For the word "RenderOutput", give the number of lines in these entries that contain it, with nothing else.

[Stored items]

============================================================

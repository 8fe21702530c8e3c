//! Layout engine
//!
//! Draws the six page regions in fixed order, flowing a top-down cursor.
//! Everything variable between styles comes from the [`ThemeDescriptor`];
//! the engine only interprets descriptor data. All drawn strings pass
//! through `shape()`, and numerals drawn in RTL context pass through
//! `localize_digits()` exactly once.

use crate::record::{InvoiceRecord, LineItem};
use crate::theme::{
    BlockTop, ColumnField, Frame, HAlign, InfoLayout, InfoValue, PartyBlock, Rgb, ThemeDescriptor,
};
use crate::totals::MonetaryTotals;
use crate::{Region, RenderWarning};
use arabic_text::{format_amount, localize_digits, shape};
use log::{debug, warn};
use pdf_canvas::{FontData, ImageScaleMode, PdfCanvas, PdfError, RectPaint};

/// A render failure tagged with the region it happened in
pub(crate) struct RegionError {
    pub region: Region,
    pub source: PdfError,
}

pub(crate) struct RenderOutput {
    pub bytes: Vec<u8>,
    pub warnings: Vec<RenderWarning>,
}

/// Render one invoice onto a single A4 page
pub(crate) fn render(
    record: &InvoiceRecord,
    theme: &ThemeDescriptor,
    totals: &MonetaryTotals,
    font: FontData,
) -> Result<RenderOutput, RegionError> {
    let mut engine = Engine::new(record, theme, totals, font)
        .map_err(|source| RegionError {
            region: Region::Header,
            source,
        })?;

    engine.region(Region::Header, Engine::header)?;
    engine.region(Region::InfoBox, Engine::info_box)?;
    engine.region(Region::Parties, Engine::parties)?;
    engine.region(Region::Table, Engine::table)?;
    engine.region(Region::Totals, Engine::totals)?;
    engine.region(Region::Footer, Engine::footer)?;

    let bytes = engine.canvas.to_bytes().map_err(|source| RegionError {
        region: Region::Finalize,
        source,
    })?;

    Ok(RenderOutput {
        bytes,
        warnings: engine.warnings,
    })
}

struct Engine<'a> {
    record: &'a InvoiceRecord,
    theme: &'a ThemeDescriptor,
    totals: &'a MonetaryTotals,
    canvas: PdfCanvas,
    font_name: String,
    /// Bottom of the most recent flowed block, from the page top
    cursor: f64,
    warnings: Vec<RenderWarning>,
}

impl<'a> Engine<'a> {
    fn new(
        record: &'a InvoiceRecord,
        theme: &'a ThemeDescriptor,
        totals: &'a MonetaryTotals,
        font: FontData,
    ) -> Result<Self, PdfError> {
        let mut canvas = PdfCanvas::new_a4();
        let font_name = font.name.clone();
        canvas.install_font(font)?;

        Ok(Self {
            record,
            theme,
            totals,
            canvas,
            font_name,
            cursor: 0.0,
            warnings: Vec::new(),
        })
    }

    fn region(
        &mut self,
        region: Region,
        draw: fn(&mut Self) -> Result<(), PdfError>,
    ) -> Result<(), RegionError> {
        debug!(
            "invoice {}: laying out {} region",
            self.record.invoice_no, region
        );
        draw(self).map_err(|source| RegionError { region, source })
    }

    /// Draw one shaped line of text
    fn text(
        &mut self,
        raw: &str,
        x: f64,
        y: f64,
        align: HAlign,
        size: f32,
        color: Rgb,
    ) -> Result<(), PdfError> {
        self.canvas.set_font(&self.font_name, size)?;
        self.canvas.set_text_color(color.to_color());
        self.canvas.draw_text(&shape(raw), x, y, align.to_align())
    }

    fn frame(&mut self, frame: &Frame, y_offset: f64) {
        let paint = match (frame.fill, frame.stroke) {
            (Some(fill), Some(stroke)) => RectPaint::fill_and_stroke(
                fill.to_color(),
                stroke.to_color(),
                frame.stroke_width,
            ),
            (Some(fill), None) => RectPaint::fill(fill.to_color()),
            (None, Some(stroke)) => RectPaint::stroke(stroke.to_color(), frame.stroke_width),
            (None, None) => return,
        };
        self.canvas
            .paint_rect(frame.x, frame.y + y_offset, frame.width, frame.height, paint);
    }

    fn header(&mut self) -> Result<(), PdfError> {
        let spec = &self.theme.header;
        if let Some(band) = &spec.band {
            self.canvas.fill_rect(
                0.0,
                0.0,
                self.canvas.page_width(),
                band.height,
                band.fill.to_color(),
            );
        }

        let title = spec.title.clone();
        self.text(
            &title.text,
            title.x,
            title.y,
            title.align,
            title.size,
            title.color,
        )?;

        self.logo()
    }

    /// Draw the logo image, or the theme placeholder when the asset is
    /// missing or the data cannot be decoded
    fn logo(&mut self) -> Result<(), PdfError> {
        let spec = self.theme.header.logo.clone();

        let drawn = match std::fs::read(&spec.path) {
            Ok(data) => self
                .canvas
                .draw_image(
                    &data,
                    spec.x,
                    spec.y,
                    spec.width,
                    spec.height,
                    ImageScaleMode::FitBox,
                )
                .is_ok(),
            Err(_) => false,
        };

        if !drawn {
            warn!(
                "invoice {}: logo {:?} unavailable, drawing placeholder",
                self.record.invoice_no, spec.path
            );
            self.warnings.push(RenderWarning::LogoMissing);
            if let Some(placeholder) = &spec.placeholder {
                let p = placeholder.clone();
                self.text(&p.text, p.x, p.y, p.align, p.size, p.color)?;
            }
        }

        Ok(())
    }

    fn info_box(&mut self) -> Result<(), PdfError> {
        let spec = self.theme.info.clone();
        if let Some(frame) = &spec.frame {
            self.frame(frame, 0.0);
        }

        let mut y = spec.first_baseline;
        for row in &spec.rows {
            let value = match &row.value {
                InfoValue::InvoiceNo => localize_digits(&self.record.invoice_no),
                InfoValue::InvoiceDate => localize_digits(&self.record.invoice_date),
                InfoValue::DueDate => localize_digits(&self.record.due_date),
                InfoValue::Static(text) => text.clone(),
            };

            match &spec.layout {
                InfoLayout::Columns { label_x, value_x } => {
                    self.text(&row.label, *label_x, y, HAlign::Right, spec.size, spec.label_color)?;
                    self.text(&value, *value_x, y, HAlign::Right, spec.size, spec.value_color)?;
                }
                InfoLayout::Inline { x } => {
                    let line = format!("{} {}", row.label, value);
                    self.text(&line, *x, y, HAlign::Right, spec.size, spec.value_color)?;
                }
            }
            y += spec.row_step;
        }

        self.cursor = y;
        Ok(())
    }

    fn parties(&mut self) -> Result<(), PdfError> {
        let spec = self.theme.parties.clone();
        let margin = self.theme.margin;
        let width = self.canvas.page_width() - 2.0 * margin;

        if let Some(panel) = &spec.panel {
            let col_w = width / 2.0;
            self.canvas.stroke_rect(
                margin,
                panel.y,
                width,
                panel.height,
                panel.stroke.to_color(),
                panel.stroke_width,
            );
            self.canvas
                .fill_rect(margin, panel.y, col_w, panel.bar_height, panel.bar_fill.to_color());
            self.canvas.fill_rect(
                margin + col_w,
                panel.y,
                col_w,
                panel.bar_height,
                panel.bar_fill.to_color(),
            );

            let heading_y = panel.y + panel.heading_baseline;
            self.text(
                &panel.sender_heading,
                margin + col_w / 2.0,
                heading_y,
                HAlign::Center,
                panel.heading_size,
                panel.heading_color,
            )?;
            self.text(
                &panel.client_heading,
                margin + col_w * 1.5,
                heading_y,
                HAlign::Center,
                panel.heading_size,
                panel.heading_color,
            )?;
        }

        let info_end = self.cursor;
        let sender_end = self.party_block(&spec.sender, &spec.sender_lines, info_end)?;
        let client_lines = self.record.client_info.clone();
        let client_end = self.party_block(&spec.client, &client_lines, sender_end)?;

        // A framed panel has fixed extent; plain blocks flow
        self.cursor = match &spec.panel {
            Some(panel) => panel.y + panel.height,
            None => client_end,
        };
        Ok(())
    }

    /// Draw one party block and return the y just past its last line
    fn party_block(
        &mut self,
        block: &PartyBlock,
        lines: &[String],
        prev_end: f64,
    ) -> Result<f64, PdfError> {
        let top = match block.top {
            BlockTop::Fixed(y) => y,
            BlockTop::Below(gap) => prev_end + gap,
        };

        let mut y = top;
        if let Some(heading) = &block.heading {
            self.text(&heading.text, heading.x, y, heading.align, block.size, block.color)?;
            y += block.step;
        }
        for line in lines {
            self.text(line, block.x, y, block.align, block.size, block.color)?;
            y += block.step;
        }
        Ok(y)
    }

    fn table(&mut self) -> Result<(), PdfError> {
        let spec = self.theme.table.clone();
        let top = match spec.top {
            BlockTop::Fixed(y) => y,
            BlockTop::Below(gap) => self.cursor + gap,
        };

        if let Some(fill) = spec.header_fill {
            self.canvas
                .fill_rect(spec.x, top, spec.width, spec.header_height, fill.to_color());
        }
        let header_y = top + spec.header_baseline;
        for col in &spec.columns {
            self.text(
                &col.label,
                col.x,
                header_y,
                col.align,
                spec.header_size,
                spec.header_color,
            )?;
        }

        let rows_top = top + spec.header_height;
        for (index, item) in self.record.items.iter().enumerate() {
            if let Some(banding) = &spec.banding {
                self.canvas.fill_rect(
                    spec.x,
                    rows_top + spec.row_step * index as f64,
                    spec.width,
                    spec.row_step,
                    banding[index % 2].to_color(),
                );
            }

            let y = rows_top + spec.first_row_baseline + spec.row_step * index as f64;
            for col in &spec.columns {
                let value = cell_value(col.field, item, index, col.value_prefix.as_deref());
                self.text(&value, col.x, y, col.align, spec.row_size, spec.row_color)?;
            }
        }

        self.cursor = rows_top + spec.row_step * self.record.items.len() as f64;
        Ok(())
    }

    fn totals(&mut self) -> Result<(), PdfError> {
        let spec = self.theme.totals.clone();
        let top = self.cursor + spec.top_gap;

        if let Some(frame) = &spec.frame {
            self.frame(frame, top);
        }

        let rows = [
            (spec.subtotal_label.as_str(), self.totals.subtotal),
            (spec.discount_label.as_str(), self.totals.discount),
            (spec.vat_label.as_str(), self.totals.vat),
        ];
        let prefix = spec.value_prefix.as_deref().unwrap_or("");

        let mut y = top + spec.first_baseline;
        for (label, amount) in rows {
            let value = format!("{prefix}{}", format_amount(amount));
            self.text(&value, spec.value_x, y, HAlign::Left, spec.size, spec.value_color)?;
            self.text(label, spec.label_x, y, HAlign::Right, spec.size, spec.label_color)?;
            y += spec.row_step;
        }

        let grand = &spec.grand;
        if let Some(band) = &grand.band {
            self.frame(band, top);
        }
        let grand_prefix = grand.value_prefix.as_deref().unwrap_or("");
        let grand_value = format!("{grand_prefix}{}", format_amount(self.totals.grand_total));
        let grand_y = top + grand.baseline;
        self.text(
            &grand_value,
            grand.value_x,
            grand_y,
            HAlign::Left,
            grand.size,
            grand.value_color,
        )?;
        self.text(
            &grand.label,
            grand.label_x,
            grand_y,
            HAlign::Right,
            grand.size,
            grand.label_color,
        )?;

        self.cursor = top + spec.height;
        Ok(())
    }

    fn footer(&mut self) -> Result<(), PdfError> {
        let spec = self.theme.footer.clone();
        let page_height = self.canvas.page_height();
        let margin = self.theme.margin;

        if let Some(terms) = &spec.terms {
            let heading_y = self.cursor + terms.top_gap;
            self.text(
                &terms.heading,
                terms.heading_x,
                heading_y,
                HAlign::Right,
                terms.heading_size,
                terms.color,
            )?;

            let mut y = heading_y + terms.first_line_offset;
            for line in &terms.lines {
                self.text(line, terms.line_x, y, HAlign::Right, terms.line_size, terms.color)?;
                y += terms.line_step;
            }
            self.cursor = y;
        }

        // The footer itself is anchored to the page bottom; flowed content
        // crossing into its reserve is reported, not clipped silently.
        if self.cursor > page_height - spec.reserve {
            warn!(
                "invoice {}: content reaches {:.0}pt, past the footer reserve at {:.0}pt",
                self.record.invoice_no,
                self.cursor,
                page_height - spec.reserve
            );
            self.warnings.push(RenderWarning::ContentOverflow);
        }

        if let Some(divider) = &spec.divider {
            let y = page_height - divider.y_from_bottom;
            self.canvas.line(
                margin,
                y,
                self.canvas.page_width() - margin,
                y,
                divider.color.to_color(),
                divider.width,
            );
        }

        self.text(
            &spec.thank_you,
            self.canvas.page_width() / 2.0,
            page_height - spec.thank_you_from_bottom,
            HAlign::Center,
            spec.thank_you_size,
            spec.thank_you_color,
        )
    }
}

============================================================

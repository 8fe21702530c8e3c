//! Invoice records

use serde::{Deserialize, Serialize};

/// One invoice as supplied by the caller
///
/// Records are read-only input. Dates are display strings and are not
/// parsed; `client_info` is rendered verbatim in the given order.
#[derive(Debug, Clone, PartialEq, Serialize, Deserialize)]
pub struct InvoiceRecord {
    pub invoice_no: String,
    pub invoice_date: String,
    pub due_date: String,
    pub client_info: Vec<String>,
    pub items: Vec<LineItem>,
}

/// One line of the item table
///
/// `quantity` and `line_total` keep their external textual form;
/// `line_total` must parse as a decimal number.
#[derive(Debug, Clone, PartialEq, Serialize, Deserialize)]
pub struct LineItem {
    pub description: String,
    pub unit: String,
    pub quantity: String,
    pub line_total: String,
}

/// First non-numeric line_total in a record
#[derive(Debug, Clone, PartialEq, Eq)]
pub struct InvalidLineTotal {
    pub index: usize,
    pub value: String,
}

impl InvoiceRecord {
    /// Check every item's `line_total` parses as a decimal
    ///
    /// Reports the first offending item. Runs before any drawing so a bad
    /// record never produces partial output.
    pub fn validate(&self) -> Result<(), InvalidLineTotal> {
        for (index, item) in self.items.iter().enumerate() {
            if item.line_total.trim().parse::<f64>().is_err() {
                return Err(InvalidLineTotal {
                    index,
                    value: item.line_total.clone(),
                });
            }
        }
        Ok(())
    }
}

============================================================

Written reply — 3